Exercise prompt: A single number is the answer: the count of lines in the listing below that contain "Deserialize".

Record extracts:
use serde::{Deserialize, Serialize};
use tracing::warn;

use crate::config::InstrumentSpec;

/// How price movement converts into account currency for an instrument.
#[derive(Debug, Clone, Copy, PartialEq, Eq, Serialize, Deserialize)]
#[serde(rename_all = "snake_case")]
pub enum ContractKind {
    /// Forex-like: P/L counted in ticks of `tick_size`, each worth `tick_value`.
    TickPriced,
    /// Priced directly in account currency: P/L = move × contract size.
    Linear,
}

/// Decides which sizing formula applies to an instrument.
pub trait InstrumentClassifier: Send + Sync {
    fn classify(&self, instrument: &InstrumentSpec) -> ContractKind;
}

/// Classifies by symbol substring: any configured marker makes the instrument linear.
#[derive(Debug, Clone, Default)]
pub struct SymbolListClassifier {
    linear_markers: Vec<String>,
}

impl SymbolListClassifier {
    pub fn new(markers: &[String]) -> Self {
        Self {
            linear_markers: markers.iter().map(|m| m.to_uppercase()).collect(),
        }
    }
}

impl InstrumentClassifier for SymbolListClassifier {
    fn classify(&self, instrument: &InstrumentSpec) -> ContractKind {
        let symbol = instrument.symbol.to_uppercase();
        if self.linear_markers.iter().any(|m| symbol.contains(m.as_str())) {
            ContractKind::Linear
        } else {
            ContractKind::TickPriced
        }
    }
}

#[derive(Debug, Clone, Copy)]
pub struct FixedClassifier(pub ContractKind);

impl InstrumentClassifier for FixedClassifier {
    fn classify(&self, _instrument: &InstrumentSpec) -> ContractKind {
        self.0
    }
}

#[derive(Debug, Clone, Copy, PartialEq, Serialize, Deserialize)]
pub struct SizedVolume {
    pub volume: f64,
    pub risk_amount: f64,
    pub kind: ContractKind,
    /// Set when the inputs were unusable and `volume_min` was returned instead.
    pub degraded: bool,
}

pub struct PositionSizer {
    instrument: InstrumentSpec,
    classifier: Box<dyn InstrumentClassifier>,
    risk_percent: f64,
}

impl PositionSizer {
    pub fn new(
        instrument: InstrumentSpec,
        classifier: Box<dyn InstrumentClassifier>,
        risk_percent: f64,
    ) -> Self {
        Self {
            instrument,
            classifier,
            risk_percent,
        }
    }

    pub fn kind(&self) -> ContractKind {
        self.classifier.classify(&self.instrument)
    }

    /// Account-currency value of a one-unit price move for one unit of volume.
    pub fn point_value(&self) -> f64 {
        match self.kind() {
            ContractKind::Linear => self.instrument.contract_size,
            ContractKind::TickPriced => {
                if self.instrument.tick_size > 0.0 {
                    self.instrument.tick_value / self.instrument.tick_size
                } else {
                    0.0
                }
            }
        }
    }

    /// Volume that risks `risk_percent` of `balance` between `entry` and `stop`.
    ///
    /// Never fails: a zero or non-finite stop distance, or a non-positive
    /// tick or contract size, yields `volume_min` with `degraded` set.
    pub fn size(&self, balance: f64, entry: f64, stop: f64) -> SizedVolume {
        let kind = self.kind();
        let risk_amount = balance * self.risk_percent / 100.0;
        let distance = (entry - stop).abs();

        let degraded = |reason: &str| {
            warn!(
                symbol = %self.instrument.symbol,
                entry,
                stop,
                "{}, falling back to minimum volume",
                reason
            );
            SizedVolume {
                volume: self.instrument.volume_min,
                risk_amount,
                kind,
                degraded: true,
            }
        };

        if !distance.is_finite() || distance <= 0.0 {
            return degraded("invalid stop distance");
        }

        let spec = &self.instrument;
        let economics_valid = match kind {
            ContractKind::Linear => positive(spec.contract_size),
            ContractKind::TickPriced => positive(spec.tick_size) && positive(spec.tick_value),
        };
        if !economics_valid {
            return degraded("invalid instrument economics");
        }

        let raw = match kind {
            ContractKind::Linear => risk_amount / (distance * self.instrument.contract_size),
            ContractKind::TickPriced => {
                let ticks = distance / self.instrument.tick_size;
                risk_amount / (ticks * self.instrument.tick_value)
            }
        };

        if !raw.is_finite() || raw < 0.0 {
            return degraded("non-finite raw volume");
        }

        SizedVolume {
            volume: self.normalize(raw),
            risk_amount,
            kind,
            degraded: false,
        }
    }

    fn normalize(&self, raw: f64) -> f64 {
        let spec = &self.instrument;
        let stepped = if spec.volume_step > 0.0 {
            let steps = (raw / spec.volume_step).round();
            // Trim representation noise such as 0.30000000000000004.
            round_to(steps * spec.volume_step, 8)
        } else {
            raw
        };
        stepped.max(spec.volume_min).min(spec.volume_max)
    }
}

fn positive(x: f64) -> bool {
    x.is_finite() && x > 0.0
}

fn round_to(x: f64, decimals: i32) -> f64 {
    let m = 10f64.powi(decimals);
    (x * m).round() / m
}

Finished task: 3